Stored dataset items
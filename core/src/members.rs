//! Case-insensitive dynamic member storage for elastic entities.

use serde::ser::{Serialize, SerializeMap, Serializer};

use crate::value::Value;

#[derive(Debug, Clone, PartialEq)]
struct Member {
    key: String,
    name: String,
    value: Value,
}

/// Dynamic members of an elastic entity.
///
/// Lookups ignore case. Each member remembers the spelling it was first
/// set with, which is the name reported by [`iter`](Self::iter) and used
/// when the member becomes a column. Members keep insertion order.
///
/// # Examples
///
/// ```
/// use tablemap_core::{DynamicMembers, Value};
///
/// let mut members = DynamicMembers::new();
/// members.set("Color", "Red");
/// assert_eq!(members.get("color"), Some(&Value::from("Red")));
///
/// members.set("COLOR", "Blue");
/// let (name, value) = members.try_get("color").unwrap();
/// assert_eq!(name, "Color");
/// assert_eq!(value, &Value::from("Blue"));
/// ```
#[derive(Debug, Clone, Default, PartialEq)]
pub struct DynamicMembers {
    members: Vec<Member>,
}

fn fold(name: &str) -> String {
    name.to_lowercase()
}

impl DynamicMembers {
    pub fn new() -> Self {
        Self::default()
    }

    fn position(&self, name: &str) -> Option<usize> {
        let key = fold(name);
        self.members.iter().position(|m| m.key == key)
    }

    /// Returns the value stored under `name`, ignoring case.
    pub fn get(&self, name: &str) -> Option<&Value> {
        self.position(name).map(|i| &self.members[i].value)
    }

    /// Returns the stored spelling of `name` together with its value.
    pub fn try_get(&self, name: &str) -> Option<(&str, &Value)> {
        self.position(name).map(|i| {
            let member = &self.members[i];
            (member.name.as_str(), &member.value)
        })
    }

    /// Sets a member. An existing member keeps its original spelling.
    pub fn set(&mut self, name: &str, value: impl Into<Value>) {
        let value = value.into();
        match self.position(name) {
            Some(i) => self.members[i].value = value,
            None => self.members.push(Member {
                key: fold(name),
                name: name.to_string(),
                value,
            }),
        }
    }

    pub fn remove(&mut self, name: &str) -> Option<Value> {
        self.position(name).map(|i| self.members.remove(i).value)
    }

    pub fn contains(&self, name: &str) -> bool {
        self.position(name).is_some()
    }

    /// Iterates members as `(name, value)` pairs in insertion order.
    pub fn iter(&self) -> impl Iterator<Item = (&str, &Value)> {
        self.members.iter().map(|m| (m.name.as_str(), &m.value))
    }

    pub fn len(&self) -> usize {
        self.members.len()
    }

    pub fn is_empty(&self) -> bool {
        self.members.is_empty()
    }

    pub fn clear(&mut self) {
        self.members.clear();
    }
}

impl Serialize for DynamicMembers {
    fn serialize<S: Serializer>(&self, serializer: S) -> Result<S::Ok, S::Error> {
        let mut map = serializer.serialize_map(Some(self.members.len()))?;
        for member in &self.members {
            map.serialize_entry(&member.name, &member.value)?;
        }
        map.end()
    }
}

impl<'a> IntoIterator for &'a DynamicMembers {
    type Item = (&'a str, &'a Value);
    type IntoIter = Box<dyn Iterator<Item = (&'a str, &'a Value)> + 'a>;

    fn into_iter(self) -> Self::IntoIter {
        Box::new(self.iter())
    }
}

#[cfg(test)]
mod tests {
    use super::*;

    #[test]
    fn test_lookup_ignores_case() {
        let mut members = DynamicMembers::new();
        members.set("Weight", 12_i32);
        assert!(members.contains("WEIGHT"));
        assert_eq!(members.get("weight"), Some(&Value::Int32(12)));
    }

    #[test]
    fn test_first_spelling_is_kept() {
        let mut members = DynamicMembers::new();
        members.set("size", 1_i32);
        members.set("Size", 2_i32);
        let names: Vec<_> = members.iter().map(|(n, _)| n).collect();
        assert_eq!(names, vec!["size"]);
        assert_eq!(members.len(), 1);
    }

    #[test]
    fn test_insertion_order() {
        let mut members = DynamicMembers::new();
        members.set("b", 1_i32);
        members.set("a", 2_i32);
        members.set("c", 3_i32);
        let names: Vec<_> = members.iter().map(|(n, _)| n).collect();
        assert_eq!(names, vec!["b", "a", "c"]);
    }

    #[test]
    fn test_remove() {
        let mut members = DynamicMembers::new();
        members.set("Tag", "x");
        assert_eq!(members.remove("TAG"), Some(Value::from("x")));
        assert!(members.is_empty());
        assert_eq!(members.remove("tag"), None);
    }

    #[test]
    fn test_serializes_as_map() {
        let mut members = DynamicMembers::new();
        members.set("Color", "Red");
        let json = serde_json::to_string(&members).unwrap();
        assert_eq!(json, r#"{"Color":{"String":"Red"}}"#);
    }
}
---
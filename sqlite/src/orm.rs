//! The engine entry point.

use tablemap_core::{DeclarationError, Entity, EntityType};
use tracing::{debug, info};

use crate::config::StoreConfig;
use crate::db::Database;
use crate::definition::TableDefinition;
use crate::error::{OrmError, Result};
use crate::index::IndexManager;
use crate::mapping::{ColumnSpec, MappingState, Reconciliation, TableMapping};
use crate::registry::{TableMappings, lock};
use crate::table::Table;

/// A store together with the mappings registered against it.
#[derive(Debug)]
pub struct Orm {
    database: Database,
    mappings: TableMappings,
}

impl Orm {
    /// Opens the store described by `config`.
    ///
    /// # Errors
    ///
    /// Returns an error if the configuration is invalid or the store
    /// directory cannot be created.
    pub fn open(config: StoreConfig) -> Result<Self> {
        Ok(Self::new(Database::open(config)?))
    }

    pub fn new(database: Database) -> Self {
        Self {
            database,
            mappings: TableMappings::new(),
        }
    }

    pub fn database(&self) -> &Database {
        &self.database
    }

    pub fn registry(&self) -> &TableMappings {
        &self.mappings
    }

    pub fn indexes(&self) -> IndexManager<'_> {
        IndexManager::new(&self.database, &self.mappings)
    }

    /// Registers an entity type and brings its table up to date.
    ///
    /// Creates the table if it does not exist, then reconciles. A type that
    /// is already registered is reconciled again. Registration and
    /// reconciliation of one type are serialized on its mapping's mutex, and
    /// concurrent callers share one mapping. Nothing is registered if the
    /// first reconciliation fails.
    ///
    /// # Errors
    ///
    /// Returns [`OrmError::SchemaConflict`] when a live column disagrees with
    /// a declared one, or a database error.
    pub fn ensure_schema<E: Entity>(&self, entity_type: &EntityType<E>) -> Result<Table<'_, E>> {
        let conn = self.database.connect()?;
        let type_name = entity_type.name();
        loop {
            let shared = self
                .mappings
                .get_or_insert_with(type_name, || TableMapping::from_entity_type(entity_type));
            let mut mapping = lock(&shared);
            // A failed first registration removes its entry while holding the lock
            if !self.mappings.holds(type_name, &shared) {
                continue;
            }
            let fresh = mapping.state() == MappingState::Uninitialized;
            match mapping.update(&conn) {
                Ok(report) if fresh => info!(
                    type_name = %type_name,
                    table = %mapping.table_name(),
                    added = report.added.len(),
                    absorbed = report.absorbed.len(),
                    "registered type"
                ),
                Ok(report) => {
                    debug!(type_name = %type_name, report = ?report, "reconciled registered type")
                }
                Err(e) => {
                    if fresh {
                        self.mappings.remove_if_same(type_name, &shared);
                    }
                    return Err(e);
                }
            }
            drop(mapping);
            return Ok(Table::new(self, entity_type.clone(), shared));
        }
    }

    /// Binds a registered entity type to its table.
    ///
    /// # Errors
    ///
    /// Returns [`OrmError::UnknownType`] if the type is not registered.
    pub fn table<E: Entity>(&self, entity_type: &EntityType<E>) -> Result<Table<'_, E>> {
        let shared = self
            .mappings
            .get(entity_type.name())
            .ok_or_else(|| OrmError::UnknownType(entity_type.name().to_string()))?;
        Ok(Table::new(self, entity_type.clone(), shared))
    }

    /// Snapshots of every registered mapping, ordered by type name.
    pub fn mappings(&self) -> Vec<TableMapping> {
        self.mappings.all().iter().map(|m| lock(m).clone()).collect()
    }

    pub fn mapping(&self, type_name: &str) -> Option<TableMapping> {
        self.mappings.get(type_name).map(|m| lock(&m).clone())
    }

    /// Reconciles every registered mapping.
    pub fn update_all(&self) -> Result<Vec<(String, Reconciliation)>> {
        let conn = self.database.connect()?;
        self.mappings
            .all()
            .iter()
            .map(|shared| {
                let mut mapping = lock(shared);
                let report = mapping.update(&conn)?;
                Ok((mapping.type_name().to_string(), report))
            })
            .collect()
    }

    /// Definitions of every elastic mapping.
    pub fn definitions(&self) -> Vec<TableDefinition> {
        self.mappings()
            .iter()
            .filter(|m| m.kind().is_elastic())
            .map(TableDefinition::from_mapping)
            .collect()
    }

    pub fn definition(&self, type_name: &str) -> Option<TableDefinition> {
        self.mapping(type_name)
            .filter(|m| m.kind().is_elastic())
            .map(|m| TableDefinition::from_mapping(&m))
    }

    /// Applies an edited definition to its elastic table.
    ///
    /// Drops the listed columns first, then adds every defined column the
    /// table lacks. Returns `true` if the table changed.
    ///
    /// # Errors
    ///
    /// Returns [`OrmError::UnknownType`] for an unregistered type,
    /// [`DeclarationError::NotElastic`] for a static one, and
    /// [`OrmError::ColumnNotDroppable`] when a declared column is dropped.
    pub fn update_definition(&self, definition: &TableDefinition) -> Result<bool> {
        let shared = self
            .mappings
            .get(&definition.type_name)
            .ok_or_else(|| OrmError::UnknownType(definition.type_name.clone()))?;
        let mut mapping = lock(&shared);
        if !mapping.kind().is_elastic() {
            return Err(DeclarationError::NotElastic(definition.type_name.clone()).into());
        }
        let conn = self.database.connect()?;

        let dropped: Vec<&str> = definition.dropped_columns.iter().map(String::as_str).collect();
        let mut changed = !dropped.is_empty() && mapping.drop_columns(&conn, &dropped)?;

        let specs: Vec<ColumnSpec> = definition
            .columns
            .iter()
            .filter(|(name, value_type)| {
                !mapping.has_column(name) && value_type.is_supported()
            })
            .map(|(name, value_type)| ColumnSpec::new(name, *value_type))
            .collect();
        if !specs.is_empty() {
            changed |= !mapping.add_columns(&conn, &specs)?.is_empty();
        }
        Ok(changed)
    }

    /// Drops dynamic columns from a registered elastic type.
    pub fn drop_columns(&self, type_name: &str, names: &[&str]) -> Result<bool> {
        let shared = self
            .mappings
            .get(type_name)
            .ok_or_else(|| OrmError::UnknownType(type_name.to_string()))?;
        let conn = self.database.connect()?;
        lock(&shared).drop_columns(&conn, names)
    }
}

**Exercise requirements**
Which lines in the data above hold the string "lock"? Show each one.

**Task response**
use crate::registry::{TableMappings, lock};
            let mut mapping = lock(&shared);
            // A failed first registration removes its entry while holding the lock
        self.mappings.all().iter().map(|m| lock(m).clone()).collect()
        self.mappings.get(type_name).map(|m| lock(&m).clone())
                let mut mapping = lock(shared);
        let mut mapping = lock(&shared);
        lock(&shared).drop_columns(&conn, names)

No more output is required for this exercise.